Kulze walked away from a very successful clinical practice and devoted her professional life to wellness.

“Literally everyone in my life except for one mentor thought I was nuts,” she recalls. “And at that point, I honestly did not know where the journey was going to take me.”

New doors open

Kulze’s initial vision was that her wellness practice would focus on one-on-one, doctor-patient wellness coaching. At least that’s the way it started. But following a speaking opportunity, Kulze recognized that the potential existed to reach hundreds if not thousands of people with her wellness message through corporate wellness.

“And then I had some really good luck,” she says. “I’m not going to deny that.”

A member of the audience at one of Kulze’s wellness presentations turned out to be the chief executive officer of Ruby Tuesday, the national restaurant chain. Soon after Kulze became the national spokesperson for Ruby Tuesday’s Smart Eating Initiative, a multimillion-dollar promotional campaign to start offering healthy foods along with the restaurant’s regular menu.

“I was immediately launched into this new world with lots of media exposure,” Kulze says. “On every single table, in every one of their restaurants, there was a little tent card that had my advice and guidance.”

What followed was a best-selling “Eat Right for Life” series of books (WELCOA) that have been purchased by more than 1,000 North American businesses to help guide their employees to healthier lifestyles.

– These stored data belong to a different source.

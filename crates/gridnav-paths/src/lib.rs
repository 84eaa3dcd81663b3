//! A* pathfinding and path following on occupancy grids.
//!
//! - [`PathFinder`] / [`search`]: shortest paths over a
//!   [`Grid`](gridnav_core::Grid) with 4- or 8-way movement and a choice of
//!   [`Heuristic`]
//! - [`astar`]: the same search over any [`AstarPather`], for callers with
//!   their own movement rules
//! - [`Path`]: the materialised result, with validation against a changed
//!   grid
//! - [`PathFollower`]: steps an agent along a path and reports when the way
//!   ahead is blocked
//!
//! Searches keep no state between calls: replanning after the grid or goal
//! changes is just another search.
//!
//! # Trait hierarchy
//!
//! | Trait | Provides |
//! |---|---|
//! | [`Pather`] | neighbour enumeration |
//! | [`WeightedPather`] : [`Pather`] | step cost |
//! | [`AstarPather`] : [`WeightedPather`] | heuristic estimate |

mod astar;
mod distance;
mod finder;
mod follower;
mod neighbors;
mod options;
mod path;
mod pather;
mod traits;

pub use astar::{SearchReport, astar};
pub use distance::{euclidean, manhattan, octile};
pub use finder::{PathFinder, search};
pub use follower::{PathFollower, Step};
pub use options::{Connectivity, Heuristic, SearchOptions};
pub use path::Path;
pub use pather::{DIAGONAL_COST, GridPather, ORTHOGONAL_COST, step_cost};
pub use traits::{AstarPather, Pather, WeightedPather};

#[cfg(all(test, feature = "serde"))]
mod serde_tests {
    use super::*;
    use gridnav_core::Point;

    #[test]
    fn options_round_trip() {
        let opts = SearchOptions::eight()
            .with_corner_cutting(false)
            .with_max_expansions(500);
        let json = serde_json::to_string(&opts).unwrap();
        let back: SearchOptions = serde_json::from_str(&json).unwrap();
        assert_eq!(back, opts);
    }

    #[test]
    fn options_fill_missing_fields_with_defaults() {
        let back: SearchOptions = serde_json::from_str(r#"{"connectivity":"Eight"}"#).unwrap();
        assert_eq!(back.connectivity, Connectivity::Eight);
        assert_eq!(back.heuristic, Heuristic::Manhattan);
        assert!(back.allow_corner_cutting);
    }

    #[test]
    fn path_round_trip() {
        let path = Path::from_cells(vec![Point::new(0, 0), Point::new(1, 1)]);
        let json = serde_json::to_string(&path).unwrap();
        let back: Path = serde_json::from_str(&json).unwrap();
        assert_eq!(back, path);
    }

    #[test]
    fn loaded_path_cost_comes_from_cells() {
        let json = r#"{"cells":[{"x":0,"y":0},{"x":1,"y":0},{"x":2,"y":1}],"cost":99.0}"#;
        let path: Path = serde_json::from_str(json).unwrap();
        assert_eq!(path.cost(), 1.0 + DIAGONAL_COST);
        assert_eq!(path.step_cost_sum(), path.cost());

        let bare: Path = serde_json::from_str(r#"{"cells":[]}"#).unwrap();
        assert!(bare.is_empty());
        assert_eq!(bare.cost(), 0.0);
    }
}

Kulze also created a host of other wellness resources including “Dr. Ann’s 10 Step Diet” (2004 Greenleaf Book Group), DVDs, CDs, grocery lists, and webinars to further deliver her wellness message. Her website is an online compendium of wellness and nutrition information.

Never would have thought

Looking back on her original leap of faith, Kulze admits that she never would have envisioned her career working out the way it has.

And that leap of faith, she says, was not only a scary time, but also it was filled with much sadness as well.

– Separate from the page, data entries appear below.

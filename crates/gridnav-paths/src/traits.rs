use gridnav_core::Point;

/// Movement rule: which cells one step from `p` can reach.
pub trait Pather {
    /// Push every cell reachable in one step from `p` onto `buf`, which the
    /// search clears beforehand.
    fn neighbors(&self, p: Point, buf: &mut Vec<Point>);
}

/// A [`Pather`] whose steps carry a cost.
pub trait WeightedPather: Pather {
    /// Cost of the single step `from -> to`. Must be positive.
    fn cost(&self, from: Point, to: Point) -> f64;
}

/// A [`WeightedPather`] that can also estimate the remaining distance, as
/// A* needs.
pub trait AstarPather: WeightedPather {
    /// Estimated cost from `from` to `to`.
    ///
    /// Shortest paths are only guaranteed when this never overestimates
    /// (admissible). Pairing a heuristic with a movement rule it does not
    /// fit is the caller's responsibility.
    fn estimate(&self, from: Point, to: Point) -> f64;
}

“I agonized over it for about two-and-one-half years,” Kulze recalls. “I wanted to do it, but the struggle was, you know, am I nuts to be walking away from a practice that is so successful, that gives me a healthy income stream? And the other thing was leaving my patients. I kept thinking of all the people who were so dependent on me. That was the most agonizing part of it.”

Ironically, it was a long-time patient who, when informed by Kulze of the push-pull decision-making she was going through, sat her down and helped her come to grips with her decision.

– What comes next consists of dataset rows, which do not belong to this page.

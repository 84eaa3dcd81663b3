//! Terminal demo: an agent walks an A* path across a generated level,
//! a rock lands in its way partway through, and it replans.

use clap::Parser;
use gridnav_demos::{Demo, DemoConfig, Layout, Tick};
use gridnav_paths::{Heuristic, SearchOptions};
use log::info;

/// Command line arguments for the gridnav demo.
#[derive(Parser, Debug)]
#[command(name = "gridnav-demo")]
#[command(about = "Grid A* pathfinding with replanning")]
#[command(version)]
struct Args {
    /// Grid width in cells
    #[arg(long, default_value_t = 40)]
    width: i32,

    /// Grid height in cells
    #[arg(long, default_value_t = 30)]
    height: i32,

    /// Random seed for level generation and endpoint choice
    #[arg(short, long, default_value_t = 42)]
    seed: u64,

    /// Level layout
    #[arg(long, value_enum, default_value = "pattern")]
    layout: Layout,

    /// Rock density for the scatter layout, between 0 and 1
    #[arg(long, default_value_t = 0.2, value_parser = parse_density)]
    density: f64,

    /// Allow diagonal moves
    #[arg(short, long)]
    diagonal: bool,

    /// Forbid diagonal moves that squeeze past a blocked corner
    #[arg(long)]
    strict_corners: bool,

    /// Heuristic (manhattan, euclidean, octile)
    #[arg(long, value_enum)]
    heuristic: Option<HeuristicArg>,

    /// Print every frame rather than only the first and last
    #[arg(long)]
    frames: bool,

    /// Log level (error, warn, info, debug, trace)
    #[arg(long, default_value = "info")]
    log_level: String,
}

#[derive(Clone, Copy, Debug, clap::ValueEnum)]
enum HeuristicArg {
    Manhattan,
    Euclidean,
    Octile,
}

fn parse_density(s: &str) -> Result<f64, String> {
    let d: f64 = s.parse().map_err(|e| format!("`{s}` is not a number: {e}"))?;
    if (0.0..=1.0).contains(&d) {
        Ok(d)
    } else {
        Err(format!("density must be between 0 and 1, got {s}"))
    }
}

impl From<HeuristicArg> for Heuristic {
    fn from(h: HeuristicArg) -> Self {
        match h {
            HeuristicArg::Manhattan => Heuristic::Manhattan,
            HeuristicArg::Euclidean => Heuristic::Euclidean,
            HeuristicArg::Octile => Heuristic::Octile,
        }
    }
}

impl Args {
    fn search_options(&self) -> SearchOptions {
        let mut opts = if self.diagonal {
            SearchOptions::eight()
        } else {
            SearchOptions::four()
        };
        if let Some(h) = self.heuristic {
            opts = opts.with_heuristic(h.into());
        }
        opts.with_corner_cutting(!self.strict_corners)
    }
}

fn main() -> Result<(), Box<dyn std::error::Error>> {
    let args = Args::parse();
    env_logger::Builder::from_env(env_logger::Env::default().default_filter_or(&args.log_level))
        .init();

    let options = args.search_options();
    info!(
        "{}x{} {:?} level, seed {}, {:?} movement, {} heuristic",
        args.width, args.height, args.layout, args.seed, options.connectivity, options.heuristic
    );
    let cfg = DemoConfig {
        width: args.width,
        height: args.height,
        seed: args.seed,
        layout: args.layout,
        density: args.density,
        options,
    };
    let mut demo = Demo::new(&cfg)?;
    println!("{}", demo.render());

    let drop_at = demo.path().len() / 2;
    let max_ticks = demo.grid.len() * 4;
    let mut ticks = 0;
    let outcome = loop {
        if ticks == drop_at {
            demo.drop_obstacle_ahead();
        }
        let tick = demo.tick();
        ticks += 1;
        if args.frames {
            println!("{}", demo.render());
        }
        match tick {
            Tick::Arrived | Tick::Stuck => break tick,
            _ if ticks >= max_ticks => break Tick::Stuck,
            _ => {}
        }
    };

    if !args.frames {
        println!("{}", demo.render());
    }
    info!(
        "{:?} at {} after {ticks} ticks and {} replans",
        outcome,
        demo.position(),
        demo.replans()
    );
    Ok(())
}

“I’ll never forget,” she recalls. “He literally took me by the hand, he put me on the examination table sitting up, and then he sat in a chair. He asked what was wrong, and I told him that I wanted to do this wellness thing, but that I was agonizing over leaving my patients. He looked at me and he said, ‘Doc, you need to follow your heart. And I can tell you right now — if you had this conversation with every one of your patients, they would tell you just what I’m going to tell you. You need to do it. We know that you know how you can help the most people.’ And that was incredibly liberating.”

Living the message

Today, Kulze lives with her husband and four children in her native Charleston, S.C. She serves on the Medical Advisory Board for the Wellness Councils of America, the Board of Directors for the Prevent Cancer Foundation, the Scientific Advisory Board for Exercise TV, and the Charleston County School District’s Health and Wellness Committee.

And, she practices what she preaches.

“I totally live my message,” Kulze says. “I always say to people, there’s no way I could speak with the passion and the energy and really the authenticity it requires to change people’s behaviors unless I lived this message. And I always tell people, it’s not the destination, it’s the journey. Nothing feels better than motivating, educating, and really helping people improve their own health and vitality. It’s a feeling that words cannot describe. It’s just incredible.”